System xc- or the cystine/glutamate antiporter imports one cystine in exchange for one glutamate molecule. Cystine is intracellularly reduced to cysteine, the rate-limiting building block of glutathione. Malfunctioning of system xc- can thus cause oxidative stress as well as excitotoxicity, important phenomenons in the pathogenesis of Parkinson's disease, epilepsy, multiple sclerosis and many other neurological disorders. However, deletion of xCT (xCT-/- mice) did not affect striatal or hippocampal glutathione levels and no signs of increased oxidative stress were seen in xCT-/- mice. Interestingly, extracellular hippocampal and striatal glutamate levels were decreased by >60% in xCT-/- mice compared to controls.
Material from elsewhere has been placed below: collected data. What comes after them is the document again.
//! Scene palette

pub use crate::color::{BLACK, Color, WHITE};

use crate::color::rgb;

/// Tile top face (mint green)
pub const TILE_TOP: Color = rgb(0xA8, 0xD5, 0xBA);
/// Tile side walls, a shade darker than the top
pub const TILE_WALL: Color = rgb(0x8B, 0xB9, 0xA0);
pub const SHADOW: Color = BLACK;
pub const OUTLINE: Color = BLACK;
pub const LABEL: Color = WHITE;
In addition, intrahippocampal perfusion with system xc- inhibitors lowered extracellular glutamate whereas the system xc- activator N-acetylcysteine elevated extracellular glutamate in rat hippocampus, suggesting that system xc- might be an interesting target for pathologies associated with excessive extracellular glutamate release. Indeed, we observed increased expression levels of xCT, the specific subunit of system xc-, in brain samples of rodent models for several neurological disorders as well as patients. To investigate the relevance of this altered expression of xCT, we used xCT-/- mice to study in vivo the effect of system xc- deficiency on the behavioral and/or neurochemical outcome in models for Parkinson's disease, limbic seizures, epilepsy and multiple sclerosis. xCT deletion resulted in protection of the mice in models for Parkinson's disease, limbic seizures and epilepsy. Loss of xCT did not affect the susceptibility of mice in the experimental autoimmune encephalomyelitis (EAE) model for multiple sclerosis. The current data sustain that system xc- is an important source of hippocampal and striatal extracellular glutamate that might become activated in pathological conditions and as such cause accumulation of extracellular glutamate to toxic levels. Inhibition of system xc- might thus represent an innovative strategy for the future development of drugs for the treatment of neurological disorders that are characterized by dysregulated glutamatergic neurotransmission.